//! Turn-based battle state. Pure data and rules; prompting and narration live in
//! the encounter loop.

use std::cmp::Reverse;

use rand::Rng;
use tracing::debug;

use super::damage::{ability_value, heal};
use crate::catalog::{Ability, Attributes, ClassId, TargetKind};
use crate::geometry::Point;
use crate::persona::Persona;
use crate::world::NpcId;

/// Highest initiative bonus rolled on top of the attack attribute.
pub const INITIATIVE_BONUS: i32 = 2;

#[derive(Debug, Clone, Copy, PartialEq, Eq)]
pub enum Side {
    Ally,
    Enemy,
}

impl Side {
    pub fn opposing(self) -> Side {
        match self {
            Side::Ally => Side::Enemy,
            Side::Enemy => Side::Ally,
        }
    }
}

/// Who is behind a combatant slot.
#[derive(Debug, Clone, Copy, PartialEq, Eq)]
pub enum Actor {
    Player,
    Npc(NpcId),
}

#[derive(Debug, Clone)]
pub struct Combatant {
    pub name: String,
    pub side: Side,
    pub actor: Actor,
    pub class: ClassId,
    pub persona: Persona,
    pub attributes: Attributes,
    pub hp: i32,
    pub max_hp: i32,
    pub pos: Point,
}

impl Combatant {
    /// A fresh combatant at full health.
    pub fn new(
        name: impl Into<String>,
        actor: Actor,
        class: ClassId,
        persona: Persona,
        attributes: Attributes,
    ) -> Self {
        Combatant {
            name: name.into(),
            side: Side::Ally,
            actor,
            class,
            persona,
            attributes,
            hp: attributes.hp,
            max_hp: attributes.hp,
            pos: Point::new(0, 0),
        }
    }

    pub fn is_alive(&self) -> bool {
        self.hp > 0
    }

    pub fn is_player(&self) -> bool {
        self.actor == Actor::Player
    }

    pub fn abilities(&self) -> &'static [Ability] {
        self.class.info().abilities
    }

    pub fn attack(&self) -> i32 {
        self.attributes.get(self.class.info().attack)
    }

    pub fn defense(&self) -> i32 {
        self.attributes.get(self.class.info().defense)
    }
}

#[derive(Debug, Clone, Copy, PartialEq, Eq)]
pub enum BattleStatus {
    Ongoing,
    Victory,
    Defeat,
}

/// Result of one ability landing.
#[derive(Debug, Clone, Copy, PartialEq, Eq)]
pub struct Effect {
    pub target: usize,
    /// Signed hp change actually applied: negative for damage.
    pub delta: i32,
}

pub struct Battle {
    /// Allies first (player at 0), then enemies.
    combatants: Vec<Combatant>,
    ally_count: usize,
}

impl Battle {
    /// Lays out both sides: allies on the left column, enemies on the right.
    pub fn new(allies: Vec<Combatant>, enemies: Vec<Combatant>) -> Self {
        let ally_count = allies.len();
        let mut combatants = Vec::with_capacity(allies.len() + enemies.len());
        for (i, mut c) in allies.into_iter().enumerate() {
            c.side = Side::Ally;
            c.pos = slot(100, i);
            combatants.push(c);
        }
        for (i, mut c) in enemies.into_iter().enumerate() {
            c.side = Side::Enemy;
            c.pos = slot(500, i);
            combatants.push(c);
        }
        Battle {
            combatants,
            ally_count,
        }
    }

    pub fn combatants(&self) -> &[Combatant] {
        &self.combatants
    }

    pub fn combatant(&self, idx: usize) -> &Combatant {
        &self.combatants[idx]
    }

    pub fn ally_count(&self) -> usize {
        self.ally_count
    }

    pub fn allies(&self) -> &[Combatant] {
        &self.combatants[..self.ally_count]
    }

    pub fn enemies(&self) -> &[Combatant] {
        &self.combatants[self.ally_count..]
    }

    pub fn status(&self) -> BattleStatus {
        if !self.enemies().iter().any(Combatant::is_alive) {
            return BattleStatus::Victory;
        }
        if self.combatants.iter().any(|c| c.is_player() && !c.is_alive()) {
            return BattleStatus::Defeat;
        }
        BattleStatus::Ongoing
    }

    /// Turn order for one round. Every combatant rolls, fallen ones included, so
    /// the number of draws per round depends only on the roster size.
    pub fn initiative<R: Rng>(&self, rng: &mut R) -> Vec<usize> {
        let scores: Vec<i32> = self
            .combatants
            .iter()
            .map(|c| c.attack() + rng.gen_range(0..=INITIATIVE_BONUS))
            .collect();
        debug!(?scores, "initiative rolled");
        initiative_order(&scores)
    }

    /// Living combatants an ability used by `actor` may land on.
    pub fn targets(&self, actor: usize, ability: &Ability) -> Vec<usize> {
        let side = match ability.target {
            TargetKind::Enemy => self.combatants[actor].side.opposing(),
            TargetKind::Ally => self.combatants[actor].side,
        };
        self.living(side)
    }

    fn living(&self, side: Side) -> Vec<usize> {
        self.combatants
            .iter()
            .enumerate()
            .filter(|(_, c)| c.side == side && c.is_alive())
            .map(|(i, _)| i)
            .collect()
    }

    /// What a computer-driven combatant does: its first ability, aimed at the first
    /// living combatant on the other side.
    pub fn npc_choice(&self, actor: usize) -> Option<(Ability, usize)> {
        let c = &self.combatants[actor];
        let ability = *c.abilities().first()?;
        let target = self.living(c.side.opposing()).into_iter().next()?;
        Some((ability, target))
    }

    pub fn apply(&mut self, actor: usize, ability: &Ability, target: usize) -> Effect {
        let value = ability_value(
            ability.power,
            self.combatants[actor].attack(),
            self.combatants[target].defense(),
        );
        let t = &mut self.combatants[target];
        let before = t.hp;
        match ability.target {
            TargetKind::Enemy => t.hp -= value,
            TargetKind::Ally => t.hp = heal(t.hp, value, t.max_hp),
        }
        debug!(
            actor,
            target,
            ability = ability.name,
            value,
            hp = t.hp,
            "ability applied"
        );
        Effect {
            target,
            delta: t.hp - before,
        }
    }
}

fn slot(x: i32, i: usize) -> Point {
    Point::new(x, 300 - 60 * i as i32)
}

/// Indices sorted by descending score; equal scores keep index order.
pub fn initiative_order(scores: &[i32]) -> Vec<usize> {
    let mut order: Vec<usize> = (0..scores.len()).collect();
    order.sort_by_key(|&i| Reverse(scores[i]));
    order
}

#[cfg(test)]
mod tests {
    use super::*;
    use proptest::prelude::*;
    use rand::SeedableRng;
    use rand_chacha::ChaCha8Rng;

    fn fighter() -> Combatant {
        Combatant::new(
            "Tav",
            Actor::Player,
            ClassId::Fighter,
            Persona::Warrior,
            ClassId::Fighter.info().attributes,
        )
    }

    fn npc(class: ClassId, n: usize) -> Combatant {
        Combatant::new(
            format!("{class} {n}"),
            Actor::Npc(NpcId(n)),
            class,
            Persona::for_class(class),
            class.info().attributes,
        )
    }

    #[test]
    fn strike_leaves_a_demon_at_one() {
        let mut battle = Battle::new(vec![fighter()], vec![npc(ClassId::Demon, 0)]);
        let strike = battle.combatant(0).abilities()[0];
        let effect = battle.apply(0, &strike, 1);
        assert_eq!(effect.delta, -9);
        assert_eq!(battle.combatant(1).hp, 1);
        assert_eq!(battle.status(), BattleStatus::Ongoing);
    }

    #[test]
    fn layout_puts_sides_in_columns() {
        let battle = Battle::new(
            vec![fighter(), npc(ClassId::Beast, 0)],
            vec![npc(ClassId::Demon, 1), npc(ClassId::Demon, 2)],
        );
        let pos: Vec<Point> = battle.combatants().iter().map(|c| c.pos).collect();
        assert_eq!(
            pos,
            vec![
                Point::new(100, 300),
                Point::new(100, 240),
                Point::new(500, 300),
                Point::new(500, 240),
            ]
        );
    }

    #[test]
    fn heals_clamp_at_max() {
        let mut cleric = npc(ClassId::Healer, 0);
        cleric.actor = Actor::Player;
        let mut battle = Battle::new(vec![cleric], vec![npc(ClassId::Demon, 1)]);
        let heal = battle.combatant(0).abilities()[1];
        battle.combatants[0].hp = 7;
        let effect = battle.apply(0, &heal, 0);
        assert_eq!(battle.combatant(0).hp, 10);
        assert_eq!(effect.delta, 3);
    }

    #[test]
    fn damage_is_not_clamped_at_zero() {
        let mut battle = Battle::new(vec![fighter()], vec![npc(ClassId::Demon, 0)]);
        battle.combatants[1].hp = 2;
        let power = battle.combatant(0).abilities()[1];
        battle.apply(0, &power, 1);
        assert_eq!(battle.combatant(1).hp, 2 - 11);
        assert_eq!(battle.status(), BattleStatus::Victory);
    }

    #[test]
    fn fallen_companion_does_not_end_the_fight() {
        let mut battle = Battle::new(
            vec![fighter(), npc(ClassId::Beast, 0)],
            vec![npc(ClassId::Demon, 1)],
        );
        battle.combatants[1].hp = 0;
        assert_eq!(battle.status(), BattleStatus::Ongoing);
        battle.combatants[0].hp = 0;
        assert_eq!(battle.status(), BattleStatus::Defeat);
    }

    #[test]
    fn npcs_aim_at_the_first_living_opponent() {
        let mut battle = Battle::new(
            vec![fighter(), npc(ClassId::Beast, 0)],
            vec![npc(ClassId::Demon, 1), npc(ClassId::Demon, 2)],
        );
        let (ability, target) = battle.npc_choice(3).unwrap();
        assert_eq!(ability.name, "Claw");
        assert_eq!(target, 0);

        battle.combatants[2].hp = 0;
        let (ability, target) = battle.npc_choice(1).unwrap();
        assert_eq!(ability.name, "Bite");
        assert_eq!(target, 3);
    }

    #[test]
    fn ally_abilities_target_own_side_including_self() {
        let mut mage = npc(ClassId::Mage, 0);
        mage.actor = Actor::Player;
        let battle = Battle::new(
            vec![mage, npc(ClassId::Beast, 1)],
            vec![npc(ClassId::Demon, 2)],
        );
        let barrier = battle.combatant(0).abilities()[1];
        assert_eq!(battle.targets(0, &barrier), vec![0, 1]);
        let firebolt = battle.combatant(0).abilities()[0];
        assert_eq!(battle.targets(0, &firebolt), vec![2]);
    }

    #[test]
    fn same_seed_same_order() {
        let battle = Battle::new(
            vec![fighter(), npc(ClassId::Beast, 0)],
            vec![npc(ClassId::Demon, 1), npc(ClassId::Demon, 2)],
        );
        let a = battle.initiative(&mut ChaCha8Rng::seed_from_u64(7));
        let b = battle.initiative(&mut ChaCha8Rng::seed_from_u64(7));
        assert_eq!(a, b);
    }

    #[test]
    fn ties_go_to_the_lower_index() {
        assert_eq!(initiative_order(&[5, 7, 5, 7]), vec![1, 3, 0, 2]);
    }

    proptest! {
        #[test]
        fn initiative_is_a_descending_permutation(scores in proptest::collection::vec(0..12i32, 1..8)) {
            let order = initiative_order(&scores);
            let mut seen = order.clone();
            seen.sort_unstable();
            prop_assert_eq!(seen, (0..scores.len()).collect::<Vec<_>>());
            for pair in order.windows(2) {
                let (a, b) = (pair[0], pair[1]);
                prop_assert!(scores[a] > scores[b] || (scores[a] == scores[b] && a < b));
            }
        }

        #[test]
        fn rolled_scores_stay_within_the_bonus(seed in any::<u64>()) {
            let battle = Battle::new(vec![fighter()], vec![npc(ClassId::Demon, 0)]);
            let mut rng = ChaCha8Rng::seed_from_u64(seed);
            let order = battle.initiative(&mut rng);
            prop_assert_eq!(order.len(), 2);
            // fighter attacks with 8, demon with 5: the fighter always goes first
            prop_assert_eq!(order[0], 0);
        }
    }
}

====

→ **ACTION ITEM**
Copy out each line of the data above, exactly, if it lies between the line holding "self.attributes.get(self.class.info().defense)" and the line holding "c.pos = slot(100, i);", inclusive; copy no other line.

→ **WRITTEN RESPONSE**
        self.attributes.get(self.class.info().defense)
    }
}

#[derive(Debug, Clone, Copy, PartialEq, Eq)]
pub enum BattleStatus {
    Ongoing,
    Victory,
    Defeat,
}

/// Result of one ability landing.
#[derive(Debug, Clone, Copy, PartialEq, Eq)]
pub struct Effect {
    pub target: usize,
    /// Signed hp change actually applied: negative for damage.
    pub delta: i32,
}

pub struct Battle {
    /// Allies first (player at 0), then enemies.
    combatants: Vec<Combatant>,
    ally_count: usize,
}

impl Battle {
    /// Lays out both sides: allies on the left column, enemies on the right.
    pub fn new(allies: Vec<Combatant>, enemies: Vec<Combatant>) -> Self {
        let ally_count = allies.len();
        let mut combatants = Vec::with_capacity(allies.len() + enemies.len());
        for (i, mut c) in allies.into_iter().enumerate() {
            c.side = Side::Ally;
            c.pos = slot(100, i);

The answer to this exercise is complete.